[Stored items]

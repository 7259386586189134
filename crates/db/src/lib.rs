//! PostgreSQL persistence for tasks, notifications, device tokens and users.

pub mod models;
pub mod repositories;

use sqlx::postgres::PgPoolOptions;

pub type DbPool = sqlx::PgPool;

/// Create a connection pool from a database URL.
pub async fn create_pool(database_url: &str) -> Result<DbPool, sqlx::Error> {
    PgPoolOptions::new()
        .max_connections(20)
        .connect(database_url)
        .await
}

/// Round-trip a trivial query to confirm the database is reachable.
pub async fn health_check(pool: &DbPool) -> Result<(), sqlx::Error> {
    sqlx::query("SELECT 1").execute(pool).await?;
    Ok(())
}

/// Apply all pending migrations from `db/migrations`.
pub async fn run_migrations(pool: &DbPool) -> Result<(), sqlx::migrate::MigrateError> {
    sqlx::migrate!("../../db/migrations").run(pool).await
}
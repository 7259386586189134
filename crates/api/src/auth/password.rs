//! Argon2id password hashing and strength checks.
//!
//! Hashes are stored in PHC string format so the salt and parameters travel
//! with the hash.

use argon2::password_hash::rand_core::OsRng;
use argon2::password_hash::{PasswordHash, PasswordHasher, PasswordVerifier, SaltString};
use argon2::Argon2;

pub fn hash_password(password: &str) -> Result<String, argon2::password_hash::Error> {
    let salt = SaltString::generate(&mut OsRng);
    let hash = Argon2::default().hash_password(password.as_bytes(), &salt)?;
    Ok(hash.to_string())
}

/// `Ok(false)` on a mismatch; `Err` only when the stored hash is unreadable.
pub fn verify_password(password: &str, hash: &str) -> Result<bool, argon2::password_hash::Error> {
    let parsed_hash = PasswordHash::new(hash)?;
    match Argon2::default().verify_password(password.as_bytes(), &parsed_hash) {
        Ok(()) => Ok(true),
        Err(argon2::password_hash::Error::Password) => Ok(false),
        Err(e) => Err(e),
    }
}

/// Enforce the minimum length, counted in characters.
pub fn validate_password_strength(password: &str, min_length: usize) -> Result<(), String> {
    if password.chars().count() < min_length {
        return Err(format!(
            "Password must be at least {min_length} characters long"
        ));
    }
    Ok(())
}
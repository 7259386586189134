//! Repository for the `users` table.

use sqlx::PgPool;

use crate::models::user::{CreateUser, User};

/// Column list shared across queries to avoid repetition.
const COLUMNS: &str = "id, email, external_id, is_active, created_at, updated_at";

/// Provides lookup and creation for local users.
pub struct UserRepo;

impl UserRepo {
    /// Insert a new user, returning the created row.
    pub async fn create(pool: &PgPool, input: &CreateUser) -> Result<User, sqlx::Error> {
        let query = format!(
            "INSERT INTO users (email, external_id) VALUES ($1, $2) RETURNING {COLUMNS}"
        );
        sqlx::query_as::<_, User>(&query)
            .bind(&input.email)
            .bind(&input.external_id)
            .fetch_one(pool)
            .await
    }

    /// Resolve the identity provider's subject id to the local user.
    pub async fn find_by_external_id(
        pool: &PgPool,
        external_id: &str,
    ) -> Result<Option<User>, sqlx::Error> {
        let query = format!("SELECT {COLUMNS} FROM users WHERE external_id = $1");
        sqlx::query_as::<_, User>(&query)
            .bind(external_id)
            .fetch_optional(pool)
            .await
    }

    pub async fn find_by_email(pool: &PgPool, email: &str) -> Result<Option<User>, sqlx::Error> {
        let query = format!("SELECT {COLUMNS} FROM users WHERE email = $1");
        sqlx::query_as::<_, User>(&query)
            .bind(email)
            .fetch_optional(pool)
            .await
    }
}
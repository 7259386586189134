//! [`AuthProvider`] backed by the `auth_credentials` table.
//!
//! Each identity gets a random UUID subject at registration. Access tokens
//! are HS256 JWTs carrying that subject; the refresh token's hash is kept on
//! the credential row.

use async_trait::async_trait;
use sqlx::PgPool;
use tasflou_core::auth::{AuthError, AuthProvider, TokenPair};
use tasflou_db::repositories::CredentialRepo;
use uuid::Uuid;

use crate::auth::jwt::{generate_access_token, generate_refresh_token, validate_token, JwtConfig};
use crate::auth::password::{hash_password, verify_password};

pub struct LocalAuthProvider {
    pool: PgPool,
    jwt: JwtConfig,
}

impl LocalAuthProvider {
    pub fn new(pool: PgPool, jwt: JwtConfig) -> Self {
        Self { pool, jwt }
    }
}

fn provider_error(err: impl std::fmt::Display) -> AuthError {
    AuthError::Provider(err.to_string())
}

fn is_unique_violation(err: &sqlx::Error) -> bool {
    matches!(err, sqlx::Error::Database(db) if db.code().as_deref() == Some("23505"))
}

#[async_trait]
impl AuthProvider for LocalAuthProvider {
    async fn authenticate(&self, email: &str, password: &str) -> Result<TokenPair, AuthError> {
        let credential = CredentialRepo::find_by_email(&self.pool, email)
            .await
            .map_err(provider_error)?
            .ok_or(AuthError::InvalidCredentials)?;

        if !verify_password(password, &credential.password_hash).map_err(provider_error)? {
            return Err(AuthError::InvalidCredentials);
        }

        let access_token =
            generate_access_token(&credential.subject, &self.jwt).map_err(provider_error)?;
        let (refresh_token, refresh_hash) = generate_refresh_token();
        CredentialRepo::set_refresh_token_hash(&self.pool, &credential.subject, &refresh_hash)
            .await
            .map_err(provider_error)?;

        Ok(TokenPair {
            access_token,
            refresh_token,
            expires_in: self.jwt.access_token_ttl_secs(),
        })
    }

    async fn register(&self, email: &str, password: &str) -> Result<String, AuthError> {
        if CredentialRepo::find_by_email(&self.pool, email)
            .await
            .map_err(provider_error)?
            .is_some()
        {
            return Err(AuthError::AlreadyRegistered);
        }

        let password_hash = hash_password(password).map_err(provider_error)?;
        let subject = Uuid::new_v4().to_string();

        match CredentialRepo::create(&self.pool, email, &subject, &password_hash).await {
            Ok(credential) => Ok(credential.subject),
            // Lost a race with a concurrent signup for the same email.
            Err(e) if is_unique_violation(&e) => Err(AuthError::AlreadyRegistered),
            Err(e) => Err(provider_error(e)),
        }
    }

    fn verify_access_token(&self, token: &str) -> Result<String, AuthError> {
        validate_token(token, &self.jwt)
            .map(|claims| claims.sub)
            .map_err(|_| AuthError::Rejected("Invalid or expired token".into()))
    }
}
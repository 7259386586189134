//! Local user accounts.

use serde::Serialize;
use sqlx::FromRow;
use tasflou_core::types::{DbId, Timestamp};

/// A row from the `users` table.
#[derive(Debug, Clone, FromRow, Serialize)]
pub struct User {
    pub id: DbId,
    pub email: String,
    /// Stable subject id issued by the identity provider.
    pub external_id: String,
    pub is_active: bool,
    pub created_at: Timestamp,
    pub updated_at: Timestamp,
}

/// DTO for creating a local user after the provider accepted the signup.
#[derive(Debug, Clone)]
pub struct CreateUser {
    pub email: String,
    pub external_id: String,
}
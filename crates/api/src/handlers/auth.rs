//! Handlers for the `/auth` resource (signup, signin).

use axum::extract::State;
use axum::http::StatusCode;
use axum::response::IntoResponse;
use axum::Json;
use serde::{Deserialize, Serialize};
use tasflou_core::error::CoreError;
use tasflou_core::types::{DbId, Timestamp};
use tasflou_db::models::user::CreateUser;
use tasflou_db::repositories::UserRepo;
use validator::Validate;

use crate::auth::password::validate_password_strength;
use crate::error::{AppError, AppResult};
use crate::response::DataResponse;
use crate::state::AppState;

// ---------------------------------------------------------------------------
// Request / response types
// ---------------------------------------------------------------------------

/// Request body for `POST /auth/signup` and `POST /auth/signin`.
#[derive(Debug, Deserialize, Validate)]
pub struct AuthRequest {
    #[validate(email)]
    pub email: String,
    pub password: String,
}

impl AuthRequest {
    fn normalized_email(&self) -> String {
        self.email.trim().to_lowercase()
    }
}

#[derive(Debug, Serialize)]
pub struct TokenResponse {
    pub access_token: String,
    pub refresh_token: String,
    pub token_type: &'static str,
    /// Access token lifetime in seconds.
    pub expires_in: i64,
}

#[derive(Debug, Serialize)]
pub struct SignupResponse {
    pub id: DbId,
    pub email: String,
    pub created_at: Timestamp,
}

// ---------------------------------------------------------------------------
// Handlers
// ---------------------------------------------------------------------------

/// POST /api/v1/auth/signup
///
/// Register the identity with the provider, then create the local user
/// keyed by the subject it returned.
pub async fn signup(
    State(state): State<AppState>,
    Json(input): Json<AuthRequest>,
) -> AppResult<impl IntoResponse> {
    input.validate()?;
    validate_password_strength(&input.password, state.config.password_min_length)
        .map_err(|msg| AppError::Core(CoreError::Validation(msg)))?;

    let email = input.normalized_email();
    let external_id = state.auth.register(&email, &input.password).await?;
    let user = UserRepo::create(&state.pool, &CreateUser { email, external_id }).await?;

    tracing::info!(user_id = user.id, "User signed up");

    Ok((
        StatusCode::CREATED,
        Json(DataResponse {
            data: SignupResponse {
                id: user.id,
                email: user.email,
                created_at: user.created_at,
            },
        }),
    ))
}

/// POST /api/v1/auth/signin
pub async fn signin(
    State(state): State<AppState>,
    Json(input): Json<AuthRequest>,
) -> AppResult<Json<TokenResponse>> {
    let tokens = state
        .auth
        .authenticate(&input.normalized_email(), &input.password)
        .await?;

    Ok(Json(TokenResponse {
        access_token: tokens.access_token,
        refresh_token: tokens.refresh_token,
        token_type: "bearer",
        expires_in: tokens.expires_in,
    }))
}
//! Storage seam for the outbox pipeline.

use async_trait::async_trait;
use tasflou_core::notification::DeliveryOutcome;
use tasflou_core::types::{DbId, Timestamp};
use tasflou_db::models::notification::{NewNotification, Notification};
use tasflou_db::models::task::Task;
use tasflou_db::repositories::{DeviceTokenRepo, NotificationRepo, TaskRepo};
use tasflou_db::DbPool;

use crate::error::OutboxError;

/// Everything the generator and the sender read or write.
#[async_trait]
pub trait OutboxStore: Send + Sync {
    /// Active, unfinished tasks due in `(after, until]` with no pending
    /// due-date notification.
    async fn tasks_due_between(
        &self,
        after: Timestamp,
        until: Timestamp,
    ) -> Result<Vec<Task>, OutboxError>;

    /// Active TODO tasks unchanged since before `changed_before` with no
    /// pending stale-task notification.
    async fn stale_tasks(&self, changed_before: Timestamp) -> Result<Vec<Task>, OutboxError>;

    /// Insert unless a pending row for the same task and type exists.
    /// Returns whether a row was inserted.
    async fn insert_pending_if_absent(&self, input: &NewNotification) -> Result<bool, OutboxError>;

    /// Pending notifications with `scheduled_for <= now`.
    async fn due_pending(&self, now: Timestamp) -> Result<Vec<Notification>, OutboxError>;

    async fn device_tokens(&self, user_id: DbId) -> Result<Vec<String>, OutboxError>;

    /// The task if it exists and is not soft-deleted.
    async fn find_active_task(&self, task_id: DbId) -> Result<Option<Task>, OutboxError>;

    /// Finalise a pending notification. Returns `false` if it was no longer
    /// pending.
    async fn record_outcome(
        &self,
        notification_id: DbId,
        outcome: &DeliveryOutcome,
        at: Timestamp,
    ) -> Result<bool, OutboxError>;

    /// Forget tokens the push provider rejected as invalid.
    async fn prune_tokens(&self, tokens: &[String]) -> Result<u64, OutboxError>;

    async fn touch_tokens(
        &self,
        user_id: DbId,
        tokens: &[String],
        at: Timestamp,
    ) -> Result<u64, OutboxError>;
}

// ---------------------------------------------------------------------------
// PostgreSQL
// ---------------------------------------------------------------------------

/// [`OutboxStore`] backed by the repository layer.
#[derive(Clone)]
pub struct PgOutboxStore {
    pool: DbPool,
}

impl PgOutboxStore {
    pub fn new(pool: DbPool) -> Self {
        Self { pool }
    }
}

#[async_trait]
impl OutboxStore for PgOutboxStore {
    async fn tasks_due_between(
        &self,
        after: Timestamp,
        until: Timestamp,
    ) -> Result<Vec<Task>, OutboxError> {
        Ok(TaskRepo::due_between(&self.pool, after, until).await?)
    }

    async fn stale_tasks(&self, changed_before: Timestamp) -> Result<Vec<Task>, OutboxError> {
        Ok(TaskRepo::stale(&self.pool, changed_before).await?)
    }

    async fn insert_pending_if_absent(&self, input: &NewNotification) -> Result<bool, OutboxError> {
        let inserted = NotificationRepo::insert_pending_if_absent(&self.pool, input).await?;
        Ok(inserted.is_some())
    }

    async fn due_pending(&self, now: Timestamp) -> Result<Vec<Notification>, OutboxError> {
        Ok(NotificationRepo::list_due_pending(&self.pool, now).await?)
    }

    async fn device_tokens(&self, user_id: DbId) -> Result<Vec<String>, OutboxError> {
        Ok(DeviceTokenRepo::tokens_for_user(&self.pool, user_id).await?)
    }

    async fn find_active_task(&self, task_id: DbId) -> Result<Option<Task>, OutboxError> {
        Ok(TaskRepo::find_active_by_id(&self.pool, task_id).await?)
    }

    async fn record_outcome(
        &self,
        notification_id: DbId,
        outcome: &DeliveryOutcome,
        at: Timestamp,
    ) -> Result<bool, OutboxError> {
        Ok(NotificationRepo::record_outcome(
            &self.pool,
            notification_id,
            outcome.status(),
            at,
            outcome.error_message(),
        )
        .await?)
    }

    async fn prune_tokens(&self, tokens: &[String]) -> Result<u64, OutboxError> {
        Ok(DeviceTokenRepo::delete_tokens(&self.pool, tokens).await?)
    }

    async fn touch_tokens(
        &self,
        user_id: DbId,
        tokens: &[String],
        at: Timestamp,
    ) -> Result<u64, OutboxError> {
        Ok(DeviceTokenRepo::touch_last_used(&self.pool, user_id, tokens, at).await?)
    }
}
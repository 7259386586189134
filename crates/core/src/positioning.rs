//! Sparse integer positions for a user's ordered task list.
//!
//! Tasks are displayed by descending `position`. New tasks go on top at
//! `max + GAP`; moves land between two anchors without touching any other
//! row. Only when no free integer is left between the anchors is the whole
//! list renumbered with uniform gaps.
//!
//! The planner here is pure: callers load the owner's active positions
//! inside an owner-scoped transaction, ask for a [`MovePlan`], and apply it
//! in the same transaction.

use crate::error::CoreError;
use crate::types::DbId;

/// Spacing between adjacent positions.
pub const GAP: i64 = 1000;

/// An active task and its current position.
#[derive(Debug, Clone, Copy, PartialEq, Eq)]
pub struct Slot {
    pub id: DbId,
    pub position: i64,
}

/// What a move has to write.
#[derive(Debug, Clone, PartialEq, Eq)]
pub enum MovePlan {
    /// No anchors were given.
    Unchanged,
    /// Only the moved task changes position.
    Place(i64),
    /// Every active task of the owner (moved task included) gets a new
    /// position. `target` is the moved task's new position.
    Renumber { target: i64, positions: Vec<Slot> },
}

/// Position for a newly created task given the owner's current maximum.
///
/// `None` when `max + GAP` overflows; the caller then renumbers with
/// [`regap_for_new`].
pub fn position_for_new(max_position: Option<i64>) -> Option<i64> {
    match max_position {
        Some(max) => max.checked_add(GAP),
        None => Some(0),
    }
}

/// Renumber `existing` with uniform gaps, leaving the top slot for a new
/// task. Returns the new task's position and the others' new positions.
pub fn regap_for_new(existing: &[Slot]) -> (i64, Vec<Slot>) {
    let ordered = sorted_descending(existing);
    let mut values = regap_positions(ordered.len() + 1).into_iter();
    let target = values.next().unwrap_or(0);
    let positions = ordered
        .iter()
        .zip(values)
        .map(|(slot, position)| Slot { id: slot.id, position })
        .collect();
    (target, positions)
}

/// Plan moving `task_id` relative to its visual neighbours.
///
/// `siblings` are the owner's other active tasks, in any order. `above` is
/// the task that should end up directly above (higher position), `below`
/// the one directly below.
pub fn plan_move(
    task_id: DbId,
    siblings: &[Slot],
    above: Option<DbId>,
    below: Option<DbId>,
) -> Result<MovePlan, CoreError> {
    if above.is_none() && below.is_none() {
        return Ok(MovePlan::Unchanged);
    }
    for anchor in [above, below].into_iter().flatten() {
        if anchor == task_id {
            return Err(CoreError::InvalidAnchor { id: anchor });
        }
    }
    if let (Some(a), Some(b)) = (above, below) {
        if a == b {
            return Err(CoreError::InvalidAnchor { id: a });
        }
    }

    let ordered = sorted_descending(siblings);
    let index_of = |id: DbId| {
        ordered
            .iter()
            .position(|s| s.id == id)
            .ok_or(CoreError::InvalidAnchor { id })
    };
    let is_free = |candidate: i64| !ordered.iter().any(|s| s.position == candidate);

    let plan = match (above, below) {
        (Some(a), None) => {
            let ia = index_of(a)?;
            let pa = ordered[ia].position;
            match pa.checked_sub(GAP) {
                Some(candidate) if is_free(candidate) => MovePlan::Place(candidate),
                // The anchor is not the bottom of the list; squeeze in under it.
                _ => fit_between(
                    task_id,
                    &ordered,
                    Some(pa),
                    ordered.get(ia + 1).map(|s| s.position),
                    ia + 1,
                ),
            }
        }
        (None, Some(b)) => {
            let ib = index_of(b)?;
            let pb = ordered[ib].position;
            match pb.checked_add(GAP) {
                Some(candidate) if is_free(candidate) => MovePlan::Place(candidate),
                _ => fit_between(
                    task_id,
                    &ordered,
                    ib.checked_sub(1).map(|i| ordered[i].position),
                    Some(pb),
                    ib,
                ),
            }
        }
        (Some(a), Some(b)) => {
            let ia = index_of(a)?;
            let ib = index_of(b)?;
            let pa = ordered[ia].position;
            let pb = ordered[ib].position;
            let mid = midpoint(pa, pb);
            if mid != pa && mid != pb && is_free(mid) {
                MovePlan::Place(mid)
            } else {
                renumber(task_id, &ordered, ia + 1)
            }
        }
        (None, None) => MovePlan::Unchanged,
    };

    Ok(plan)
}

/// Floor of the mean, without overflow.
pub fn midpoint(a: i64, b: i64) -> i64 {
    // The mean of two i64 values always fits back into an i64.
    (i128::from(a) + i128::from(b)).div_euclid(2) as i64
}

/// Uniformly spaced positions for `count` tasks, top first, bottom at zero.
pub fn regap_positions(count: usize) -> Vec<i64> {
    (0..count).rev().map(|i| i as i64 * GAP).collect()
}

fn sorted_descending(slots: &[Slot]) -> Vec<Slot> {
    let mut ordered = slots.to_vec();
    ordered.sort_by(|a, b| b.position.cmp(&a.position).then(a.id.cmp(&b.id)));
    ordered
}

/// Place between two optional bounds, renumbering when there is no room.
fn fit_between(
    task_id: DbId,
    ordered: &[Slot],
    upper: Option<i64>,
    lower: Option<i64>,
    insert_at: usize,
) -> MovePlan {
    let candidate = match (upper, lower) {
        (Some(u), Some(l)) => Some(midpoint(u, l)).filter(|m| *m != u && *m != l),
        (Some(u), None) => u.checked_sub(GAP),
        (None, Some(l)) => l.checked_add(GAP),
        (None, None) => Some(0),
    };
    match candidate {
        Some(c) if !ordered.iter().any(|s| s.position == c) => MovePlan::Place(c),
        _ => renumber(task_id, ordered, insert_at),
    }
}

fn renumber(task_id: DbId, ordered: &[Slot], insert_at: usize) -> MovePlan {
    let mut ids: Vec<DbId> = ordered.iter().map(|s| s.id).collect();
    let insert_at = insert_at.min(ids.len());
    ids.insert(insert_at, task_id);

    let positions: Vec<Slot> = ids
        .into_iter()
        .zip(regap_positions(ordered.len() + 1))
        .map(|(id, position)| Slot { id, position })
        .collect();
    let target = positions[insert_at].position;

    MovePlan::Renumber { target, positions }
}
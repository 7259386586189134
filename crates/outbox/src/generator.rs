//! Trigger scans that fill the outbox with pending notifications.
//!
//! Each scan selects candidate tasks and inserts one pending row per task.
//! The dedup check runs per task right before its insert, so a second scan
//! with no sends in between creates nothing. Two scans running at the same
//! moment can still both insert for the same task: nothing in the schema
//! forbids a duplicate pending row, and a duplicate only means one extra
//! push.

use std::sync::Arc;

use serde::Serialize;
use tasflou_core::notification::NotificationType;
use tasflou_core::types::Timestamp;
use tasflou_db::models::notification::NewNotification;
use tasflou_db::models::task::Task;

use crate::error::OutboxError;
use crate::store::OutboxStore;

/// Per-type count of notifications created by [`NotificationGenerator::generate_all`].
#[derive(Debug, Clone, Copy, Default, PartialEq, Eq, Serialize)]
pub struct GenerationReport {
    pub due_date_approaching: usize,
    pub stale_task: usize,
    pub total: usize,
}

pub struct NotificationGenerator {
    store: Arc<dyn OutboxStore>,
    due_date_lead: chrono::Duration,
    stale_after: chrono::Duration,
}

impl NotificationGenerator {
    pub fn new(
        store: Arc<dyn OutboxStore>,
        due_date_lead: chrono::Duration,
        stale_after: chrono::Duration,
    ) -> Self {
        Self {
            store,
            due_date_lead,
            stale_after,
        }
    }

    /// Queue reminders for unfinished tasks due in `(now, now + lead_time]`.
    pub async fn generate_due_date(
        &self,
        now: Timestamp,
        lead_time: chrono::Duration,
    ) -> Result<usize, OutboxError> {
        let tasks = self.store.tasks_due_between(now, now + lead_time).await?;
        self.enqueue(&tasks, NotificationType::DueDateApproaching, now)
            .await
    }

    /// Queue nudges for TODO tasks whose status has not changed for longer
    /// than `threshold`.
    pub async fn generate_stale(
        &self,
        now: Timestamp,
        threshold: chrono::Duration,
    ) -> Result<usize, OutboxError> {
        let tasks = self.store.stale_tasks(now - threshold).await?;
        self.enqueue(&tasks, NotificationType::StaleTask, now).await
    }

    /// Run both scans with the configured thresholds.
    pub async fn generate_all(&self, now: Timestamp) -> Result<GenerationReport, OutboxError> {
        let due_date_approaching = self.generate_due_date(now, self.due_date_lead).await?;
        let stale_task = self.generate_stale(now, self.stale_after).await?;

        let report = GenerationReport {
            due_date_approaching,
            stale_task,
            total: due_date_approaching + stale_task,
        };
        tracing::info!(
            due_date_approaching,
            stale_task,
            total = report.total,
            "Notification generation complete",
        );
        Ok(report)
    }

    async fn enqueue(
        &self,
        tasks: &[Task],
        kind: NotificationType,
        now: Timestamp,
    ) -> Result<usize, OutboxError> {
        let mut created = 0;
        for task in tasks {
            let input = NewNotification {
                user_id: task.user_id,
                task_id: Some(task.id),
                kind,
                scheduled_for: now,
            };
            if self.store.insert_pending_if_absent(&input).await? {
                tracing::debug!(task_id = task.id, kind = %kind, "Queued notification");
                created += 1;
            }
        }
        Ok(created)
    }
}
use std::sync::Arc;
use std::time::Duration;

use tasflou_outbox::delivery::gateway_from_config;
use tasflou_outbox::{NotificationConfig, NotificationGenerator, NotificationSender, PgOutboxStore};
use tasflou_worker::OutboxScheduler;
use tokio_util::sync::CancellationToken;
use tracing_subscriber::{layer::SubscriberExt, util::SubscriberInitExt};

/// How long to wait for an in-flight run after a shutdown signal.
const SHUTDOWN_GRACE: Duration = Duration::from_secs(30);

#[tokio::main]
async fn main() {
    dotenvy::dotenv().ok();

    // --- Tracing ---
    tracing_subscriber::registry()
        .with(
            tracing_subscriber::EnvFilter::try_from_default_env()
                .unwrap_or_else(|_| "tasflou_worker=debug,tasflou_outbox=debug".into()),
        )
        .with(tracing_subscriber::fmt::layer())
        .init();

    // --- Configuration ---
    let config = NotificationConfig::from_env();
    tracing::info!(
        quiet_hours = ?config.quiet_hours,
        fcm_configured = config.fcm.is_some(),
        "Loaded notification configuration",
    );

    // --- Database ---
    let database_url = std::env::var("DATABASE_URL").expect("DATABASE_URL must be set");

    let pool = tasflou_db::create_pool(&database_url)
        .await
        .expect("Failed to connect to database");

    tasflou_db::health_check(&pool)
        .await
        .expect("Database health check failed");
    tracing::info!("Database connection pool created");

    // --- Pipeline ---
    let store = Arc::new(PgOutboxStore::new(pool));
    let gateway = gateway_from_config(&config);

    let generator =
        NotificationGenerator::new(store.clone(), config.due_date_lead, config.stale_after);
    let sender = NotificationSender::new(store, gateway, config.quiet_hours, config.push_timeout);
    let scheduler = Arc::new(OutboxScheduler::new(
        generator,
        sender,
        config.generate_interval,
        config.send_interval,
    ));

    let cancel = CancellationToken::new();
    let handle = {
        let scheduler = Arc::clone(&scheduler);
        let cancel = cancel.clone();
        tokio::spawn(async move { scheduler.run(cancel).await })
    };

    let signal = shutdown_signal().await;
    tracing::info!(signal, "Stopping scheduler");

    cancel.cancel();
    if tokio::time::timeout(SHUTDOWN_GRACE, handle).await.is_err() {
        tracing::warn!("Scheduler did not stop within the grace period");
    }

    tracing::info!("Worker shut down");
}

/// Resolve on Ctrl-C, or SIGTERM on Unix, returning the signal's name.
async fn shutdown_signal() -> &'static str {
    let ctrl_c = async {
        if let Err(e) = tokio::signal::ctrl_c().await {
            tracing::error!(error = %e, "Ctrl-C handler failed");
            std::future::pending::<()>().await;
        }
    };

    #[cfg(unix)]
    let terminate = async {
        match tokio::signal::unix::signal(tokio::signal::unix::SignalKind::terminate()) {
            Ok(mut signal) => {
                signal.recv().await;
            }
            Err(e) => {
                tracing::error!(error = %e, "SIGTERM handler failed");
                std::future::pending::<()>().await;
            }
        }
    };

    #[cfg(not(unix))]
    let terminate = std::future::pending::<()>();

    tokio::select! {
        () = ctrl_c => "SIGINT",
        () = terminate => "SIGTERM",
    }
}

> **Goal of the exercise**
Every line above that holds "TODO" should be copied out.

> **The answer**
    /// Active TODO tasks unchanged since before `changed_before` with no
    /// Queue nudges for TODO tasks whose status has not changed for longer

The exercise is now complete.